Molti alimenti ricchi in fibre e molecole glucidiche non
digeribili dall’apparato enzimatico nell’uomo presentano un basso indice
glicemico e insulinemico. Legumi, pasta al dente, pani di farina primitivamente
integrale e tutti i vegetali in genere contribuiscono a modulare in senso positivo
indice insulinemico e indice glicemico.
L’adolescenza è un periodo di intensa attività anabolica. Il
fabbisogno in macronutrienti in questo periodo dovrebbe, da un lato, essere
sufficientemente ricco da coprire le aumentate richieste dei processi di
crescita e, dall’altro, dovrebbe essere modellato ancora con scopo preventivo
nei confronti dei “non-communicable disorders”. Tuttavia, l’adolescenza
rappresenta quell’età in cui il rischio di perdere abitudini positive
primitivamente acquisite attraverso l’educazione, della famiglia prima e scolastica
successivamente, diventa massimo per le prime esperienze di gruppo e i primi
momenti di indipendenza economica. Il mantenimento di un’abitudine a consumare
i pasti in famiglia, a partire dalla prima colazione, diventa probabilmente il
primo provvedimento efficace di prevenzione.
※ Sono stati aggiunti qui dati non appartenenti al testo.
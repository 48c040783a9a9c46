//! Failure taxonomy for the analysis workflow.

/// Errors that can occur while preparing an image or invoking the agent.
#[derive(thiserror::Error, Debug)]
pub enum Error {
    #[error("Unsupported image format '{0}'. Supported formats: jpg, jpeg, png, dicom.")]
    UnsupportedFormat(String),

    #[error("Image error: {0}")]
    Decode(#[from] image::ImageError),

    #[error("IO error: {0}")]
    Io(#[from] std::io::Error),

    #[error("No API key configured; analysis is unavailable.")]
    MissingCredential,

    #[error("Rate limited by the model provider: {0}")]
    RateLimited(String),

    #[error("Analysis failed: {0}")]
    AnalysisFailed(String),
}

impl Error {
    /// Classifies a raw upstream failure message. A "429" substring is the
    /// only rate-limit signal common to every error shape the provider
    /// returns, so that is what we key on.
    pub fn classify(raw: impl Into<String>) -> Self {
        let raw = raw.into();
        if raw.contains("429") {
            Error::RateLimited(raw)
        } else {
            Error::AnalysisFailed(raw)
        }
    }

    /// The raw upstream message, when this error came from the analysis call.
    pub fn raw_message(&self) -> Option<&str> {
        match self {
            Error::RateLimited(raw) | Error::AnalysisFailed(raw) => Some(raw),
            _ => None,
        }
    }
}

pub type Result<T> = std::result::Result<T, Error>;

#[cfg(test)]
mod tests {
    use super::*;

    #[test]
    fn test_classify_rate_limit() {
        let err = Error::classify("API request failed with status: 429 Too Many Requests");
        assert!(matches!(err, Error::RateLimited(_)));
        assert!(err.raw_message().unwrap().contains("429"));
    }

    #[test]
    fn test_classify_generic_failure_preserves_message() {
        let err = Error::classify("connection reset by peer");
        match err {
            Error::AnalysisFailed(raw) => assert_eq!(raw, "connection reset by peer"),
            other => panic!("expected AnalysisFailed, got {:?}", other),
        }
    }

    #[test]
    fn test_classify_429_embedded_in_body() {
        // The signal can appear anywhere in the message, not just the status.
        let err = Error::classify("error: { \"code\": 429, \"message\": \"quota exceeded\" }");
        assert!(matches!(err, Error::RateLimited(_)));
    }
}
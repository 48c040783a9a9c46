//! Core library for radscan: credential loading, the analysis agent, image
//! preprocessing, and the error taxonomy shared with the CLI.

pub mod agent;
pub mod env;
pub mod error;
pub mod imaging;
pub mod logging;
pub mod prompt;
pub mod session;

pub use error::{Error, Result};
//! Retry/backoff for operations whose failure mode is a transient contention
//! error (a concurrent writer winning a CAS race, a flaky network fetch).
//!
//! This is a thin loop, not a generic retry framework: callers decide what's
//! retryable by checking [`crate::Error::is_retryable`] themselves and wrap
//! only the call that needs it, matching how the git layer retries a single
//! ref update rather than an entire multi-step operation.

use std::thread::sleep;
use std::time::Duration;

use crate::error::Error;

/// Call `f` up to `attempts` times (so `attempts = 3` means up to 2 retries
/// after an initial failure), sleeping `delay` between tries. Stops early and
/// returns the error immediately if it is not [`Error::is_retryable`].
pub fn with_retry<T>(attempts: u32, delay: Duration, mut f: impl FnMut() -> Result<T, Error>) -> Result<T, Error> {
    let mut last_err = None;
    for attempt in 0..attempts.max(1) {
        match f() {
            Ok(v) => return Ok(v),
            Err(e) if e.is_retryable() && attempt + 1 < attempts => {
                tracing::warn!(target: "gitddb::retry", attempt, error = %e, "retrying after transient failure");
                last_err = Some(e);
                sleep(delay);
            }
            Err(e) => return Err(e),
        }
    }
    Err(last_err.expect("loop runs at least once"))
}

#[cfg(test)]
mod tests {
    use super::*;
    use std::sync::atomic::{AtomicU32, Ordering};

    #[test]
    fn succeeds_without_retry() {
        let calls = AtomicU32::new(0);
        let result = with_retry(3, Duration::from_millis(0), || {
            calls.fetch_add(1, Ordering::SeqCst);
            Ok::<_, Error>(42)
        });
        assert_eq!(result.unwrap(), 42);
        assert_eq!(calls.load(Ordering::SeqCst), 1);
    }

    #[test]
    fn retries_retryable_errors_then_succeeds() {
        let calls = AtomicU32::new(0);
        let result = with_retry(3, Duration::from_millis(0), || {
            let n = calls.fetch_add(1, Ordering::SeqCst);
            if n < 2 {
                Err(Error::CannotCreateDirectory {
                    path: "x".into(),
                    source: std::io::Error::other("boom"),
                })
            } else {
                Ok(99)
            }
        });
        assert_eq!(result.unwrap(), 99);
        assert_eq!(calls.load(Ordering::SeqCst), 3);
    }

    #[test]
    fn non_retryable_error_stops_immediately() {
        let calls = AtomicU32::new(0);
        let result: Result<(), Error> = with_retry(5, Duration::from_millis(0), || {
            calls.fetch_add(1, Ordering::SeqCst);
            Err(Error::DocumentNotFound { id: "x".into() })
        });
        assert!(result.is_err());
        assert_eq!(calls.load(Ordering::SeqCst), 1);
    }
}
//! Git config read/write.
//!
//! Reads go through gix's resolved config snapshot. Writes shell out to the
//! git CLI, which already knows how to find and lock the right config file.

use std::process::Command;

use crate::error::GitError;
use crate::gix_repo::GixRepo;

pub fn read_config(repo: &GixRepo, key: &str) -> Result<Option<String>, GitError> {
    let snapshot = repo.repo.config_snapshot();
    Ok(snapshot.string(key).map(|v| v.to_string()))
}

pub fn write_config(repo: &GixRepo, key: &str, value: &str) -> Result<(), GitError> {
    let dir = repo
        .workdir
        .as_deref()
        .unwrap_or_else(|| repo.repo.git_dir());
    let output = Command::new("git")
        .arg("-C")
        .arg(dir)
        .arg("config")
        .arg(key)
        .arg(value)
        .output()?;
    if !output.status.success() {
        return Err(GitError::BackendError {
            message: format!(
                "git config {key} {value} failed: {}",
                String::from_utf8_lossy(&output.stderr)
            ),
        });
    }
    Ok(())
}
Gli errori alimentari più comuni in età pediatrica
I primi errori nutrizionali si osservano già durante i primi
due anni di vita, relativamente alla pratica dell’allattamento al seno non
correttamente seguita e a un tipo di divezzamento che può portare a
un’eccessiva liberalizzazione da una parte, ma anche a un eccesso di restrizioni
dall’altra. Anche se ignorate nelle loro conseguenze, entrambe queste
situazioni possono essere “a rischio” in alcuni soggetti, per sviluppo sia in eccesso
sia in difetto della massa corporea. Nella fascia d’età tra i 3 e i 12 anni si
osserva un relativo eccesso calorico rispetto alla spesa energetica quotidiana,
aggravato dalla sedentarietà, dall’abitudine di saltare la colazione o di
assumere una colazione inadeguata, da un’errata ripartizione calorica durante
la giornata. Inoltre l’intake dei singoli nutrienti non è adeguato, soprattutto
con uno scarso apporto di fibre e proteine vegetali (frutta, verdura, cereali
integrali e legumi) e di pesce. Durante l’età adolescenziale, tra i 12 e i 20
anni, a questi errori si aggiunge il rischio di un irregolare apporto calorico
con digiuni frequenti e dell’autosomministrazione di diete incongrue. Anche il
deficit di micronutrienti può diventare importante, con uno scarso apporto di
ferro, per esempio, nelle ragazze. Il provvedimento più importante sarebbe arrivare
a una situazione in cui dieta e attività fisica siano reciprocamente adeguate.
Conclusioni
L’alimentazione in età pediatrica ha acquisito oggi notevole
importanza per le valenze non solo preventive ma anche costitutive del futuro
individuo.
Particolare attenzione va oggi ai modelli alimentari dei
primi due anni di vita (e ancora più indietro alla vita fetale stessa) in base
all’ipotesi del “programming” nutrizionale. Dopo i primi due anni, l’attenzione
si sposta al mantenimento degli equilibri nutrizionali per prevenire i più
comuni errori che si possono associare al mantenimento di condizioni a rischio
(in primo luogo sovrappeso e obesità), alla cui comparsa partecipano fattori
genetici e precoci fattori educativi e ambientali tra cui (come visto) le
abitudini alimentari dei primi due anni.